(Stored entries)
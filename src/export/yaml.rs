//! YAML export functionality
//!
//! Exports the breakdown report in human-readable YAML.

use std::io::Write;

use crate::error::{TallyError, TallyResult};
use crate::export::json::BreakdownExport;
use crate::reports::BreakdownReport;

/// Export the breakdown report to YAML with a descriptive header
pub fn export_breakdown_yaml<W: Write>(
    report: &BreakdownReport,
    writer: &mut W,
) -> TallyResult<()> {
    let export = BreakdownExport::from_report(report);

    writeln!(writer, "# tally expense breakdown export")
        .map_err(|e| TallyError::Export(e.to_string()))?;
    writeln!(writer, "# Generated: {}", export.exported_at)
        .map_err(|e| TallyError::Export(e.to_string()))?;
    writeln!(writer).map_err(|e| TallyError::Export(e.to_string()))?;

    serde_yaml::to_writer(writer, &export).map_err(|e| TallyError::Export(e.to_string()))?;

    Ok(())
}

#[cfg(test)]
mod tests {
    use super::*;
    use crate::insights::SpendingInsights;
    use crate::models::{Expense, Money};
    use chrono::NaiveDate;

    #[test]
    fn test_export_yaml() {
        let date = NaiveDate::from_ymd_opt(2025, 1, 15).unwrap();
        let mut insights = SpendingInsights::new();
        insights.add_expense(Expense::new(Money::from_cents(4000), date, "rent"));
        let report = BreakdownReport::from_insights(&insights);

        let mut buffer = Vec::new();
        export_breakdown_yaml(&report, &mut buffer).unwrap();
        let yaml = String::from_utf8(buffer).unwrap();

        assert!(yaml.starts_with("# tally expense breakdown export"));
        assert!(yaml.contains("category: rent"));
        assert!(yaml.contains("expense_count: 1"));
    }
}
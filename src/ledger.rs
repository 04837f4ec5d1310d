//! Ledger model
//!
//! The ledger is the ordered record of all transactions and the source of
//! truth for the running balance.

use crate::models::{Money, Transaction};

/// Append-only, insertion-ordered record of transactions
#[derive(Debug, Clone, Default)]
pub struct Ledger {
    transactions: Vec<Transaction>,
}

impl Ledger {
    /// Create an empty ledger
    pub fn new() -> Self {
        Self::default()
    }

    /// Append a transaction. Accepts any variant; no validation.
    pub fn add_transaction(&mut self, transaction: impl Into<Transaction>) {
        self.transactions.push(transaction.into());
    }

    /// The sum of all stored signed amounts.
    ///
    /// Income adds, expenses subtract; the sign is already baked into each
    /// stored amount. Recomputed on every call.
    pub fn balance(&self) -> Money {
        self.transactions.iter().map(Transaction::amount).sum()
    }

    /// Number of recorded transactions
    pub fn len(&self) -> usize {
        self.transactions.len()
    }

    pub fn is_empty(&self) -> bool {
        self.transactions.is_empty()
    }

    /// Iterate the transactions in insertion order
    pub fn transactions(&self) -> impl Iterator<Item = &Transaction> {
        self.transactions.iter()
    }
}
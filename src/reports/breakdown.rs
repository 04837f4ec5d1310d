//! Expense breakdown report
//!
//! Snapshots the insights category mapping into an ordered, percentage-
//! annotated report suitable for terminal display, export, and charting.

use crate::display::chart::{BreakdownChart, ChartSlice};
use crate::insights::SpendingInsights;
use crate::models::Money;
use std::collections::BTreeMap;

/// One category's share of total spending
#[derive(Debug, Clone)]
pub struct BreakdownSlice {
    /// Category name
    pub label: String,
    /// Total spent in this category (positive magnitude)
    pub total: Money,
    /// Number of expenses in this category
    pub count: usize,
    /// Share of total spending, in percent
    pub percentage: f64,
}

/// Per-category spending breakdown
#[derive(Debug, Clone)]
pub struct BreakdownReport {
    /// Slices sorted by descending total
    pub slices: Vec<BreakdownSlice>,
    /// Sum of all expense magnitudes
    pub total_spending: Money,
    /// Total number of expenses
    pub expense_count: usize,
}

impl BreakdownReport {
    /// Build a report from the current state of the aggregator.
    ///
    /// Reading the aggregator does not change it; generating the report
    /// twice in a row yields identical output.
    pub fn from_insights(insights: &SpendingInsights) -> Self {
        let total_spending = insights.total_expenditure();

        let mut counts: BTreeMap<&str, usize> = BTreeMap::new();
        for expense in insights.expenses() {
            *counts.entry(expense.category()).or_insert(0) += 1;
        }

        let mut slices: Vec<BreakdownSlice> = insights
            .per_category()
            .iter()
            .map(|(label, total)| BreakdownSlice {
                label: label.clone(),
                total: *total,
                count: counts.get(label.as_str()).copied().unwrap_or(0),
                percentage: percentage_of(*total, total_spending),
            })
            .collect();

        // Largest spend first; equal totals keep alphabetical order
        slices.sort_by(|a, b| b.total.cmp(&a.total));

        Self {
            slices,
            total_spending,
            expense_count: insights.expense_count(),
        }
    }

    pub fn is_empty(&self) -> bool {
        self.slices.is_empty()
    }

    /// The n largest slices
    pub fn top_categories(&self, limit: usize) -> &[BreakdownSlice] {
        &self.slices[..limit.min(self.slices.len())]
    }

    /// Format the report for terminal display
    pub fn format_terminal(&self) -> String {
        let mut output = String::new();

        output.push_str("Expense Breakdown\n");
        output.push_str(&"=".repeat(60));
        output.push('\n');
        output.push_str(&format!("Total Spending: {}\n", self.total_spending));
        output.push_str(&format!("Total Expenses: {}\n\n", self.expense_count));

        output.push_str(&format!(
            "{:<25} {:>12} {:>8} {:>8}\n",
            "Category", "Amount", "Count", "%"
        ));
        output.push_str(&"-".repeat(60));
        output.push('\n');

        for slice in &self.slices {
            output.push_str(&format!(
                "{:<25} {:>12} {:>8} {:>7.1}%\n",
                slice.label,
                slice.total.to_string(),
                slice.count,
                slice.percentage
            ));
        }

        output.push_str(&"-".repeat(60));
        output.push('\n');
        output.push_str(&format!(
            "{:<25} {:>12} {:>8}\n",
            "TOTAL",
            self.total_spending.to_string(),
            self.expense_count
        ));

        output
    }

    /// Convert to the label/value pairs the chart renderer consumes
    pub fn to_chart(&self, title: impl Into<String>) -> BreakdownChart {
        BreakdownChart {
            title: title.into(),
            slices: self
                .slices
                .iter()
                .map(|slice| ChartSlice {
                    label: slice.label.clone(),
                    value: slice.total.cents() as f64 / 100.0,
                    percentage: slice.percentage,
                })
                .collect(),
        }
    }
}

fn percentage_of(part: Money, whole: Money) -> f64 {
    if whole.is_zero() {
        0.0
    } else {
        (part.cents() as f64 / whole.cents() as f64) * 100.0
    }
}

#[cfg(test)]
mod tests {
    use super::*;
    use crate::models::Expense;
    use chrono::NaiveDate;

    fn insights_with(expenses: &[(i64, &str)]) -> SpendingInsights {
        let date = NaiveDate::from_ymd_opt(2025, 1, 15).unwrap();
        let mut insights = SpendingInsights::new();
        for (cents, category) in expenses {
            insights.add_expense(Expense::new(Money::from_cents(*cents), date, *category));
        }
        insights
    }

    #[test]
    fn test_empty_report() {
        let report = BreakdownReport::from_insights(&SpendingInsights::new());
        assert!(report.is_empty());
        assert_eq!(report.total_spending, Money::zero());
        assert_eq!(report.expense_count, 0);
    }

    #[test]
    fn test_slices_sorted_by_descending_total() {
        let insights = insights_with(&[(1250, "food"), (725, "food"), (4000, "rent")]);
        let report = BreakdownReport::from_insights(&insights);

        assert_eq!(report.slices.len(), 2);
        assert_eq!(report.slices[0].label, "rent");
        assert_eq!(report.slices[0].total.cents(), 4000);
        assert_eq!(report.slices[0].count, 1);
        assert_eq!(report.slices[1].label, "food");
        assert_eq!(report.slices[1].total.cents(), 1975);
        assert_eq!(report.slices[1].count, 2);
    }

    #[test]
    fn test_percentages() {
        let insights = insights_with(&[(7500, "rent"), (2500, "food")]);
        let report = BreakdownReport::from_insights(&insights);

        assert!((report.slices[0].percentage - 75.0).abs() < 1e-9);
        assert!((report.slices[1].percentage - 25.0).abs() < 1e-9);
    }

    #[test]
    fn test_generation_is_repeatable() {
        let insights = insights_with(&[(1250, "food"), (4000, "rent")]);
        let a = BreakdownReport::from_insights(&insights);
        let b = BreakdownReport::from_insights(&insights);

        let labels_a: Vec<_> = a.slices.iter().map(|s| s.label.as_str()).collect();
        let labels_b: Vec<_> = b.slices.iter().map(|s| s.label.as_str()).collect();
        assert_eq!(labels_a, labels_b);
        assert_eq!(a.total_spending, b.total_spending);
    }

    #[test]
    fn test_top_categories() {
        let insights = insights_with(&[(100, "a"), (300, "b"), (200, "c")]);
        let report = BreakdownReport::from_insights(&insights);

        let top = report.top_categories(2);
        assert_eq!(top.len(), 2);
        assert_eq!(top[0].label, "b");
        assert_eq!(top[1].label, "c");

        // Limit past the end is clamped
        assert_eq!(report.top_categories(10).len(), 3);
    }

    #[test]
    fn test_format_terminal() {
        let insights = insights_with(&[(1250, "food"), (725, "food"), (4000, "rent")]);
        let output = BreakdownReport::from_insights(&insights).format_terminal();

        assert!(output.contains("rent"));
        assert!(output.contains("$40.00"));
        assert!(output.contains("$19.75"));
        assert!(output.contains("Total Spending: $59.75"));
    }

    #[test]
    fn test_to_chart() {
        let insights = insights_with(&[(7500, "rent"), (2500, "food")]);
        let chart = BreakdownReport::from_insights(&insights).to_chart("Monthly Breakdown");

        assert_eq!(chart.title, "Monthly Breakdown");
        assert_eq!(chart.slices.len(), 2);
        assert_eq!(chart.slices[0].label, "rent");
        assert!((chart.slices[0].value - 75.0).abs() < 1e-9);
        assert!((chart.slices[0].percentage - 75.0).abs() < 1e-9);
    }
}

▶ About this task
Could you return the lines in the entries above that contain "impl"?

▶ Solution to the problem
impl Ledger {
    pub fn add_transaction(&mut self, transaction: impl Into<Transaction>) {
    pub fn transactions(&self) -> impl Iterator<Item = &Transaction> {
impl BreakdownReport {
    pub fn to_chart(&self, title: impl Into<String>) -> BreakdownChart {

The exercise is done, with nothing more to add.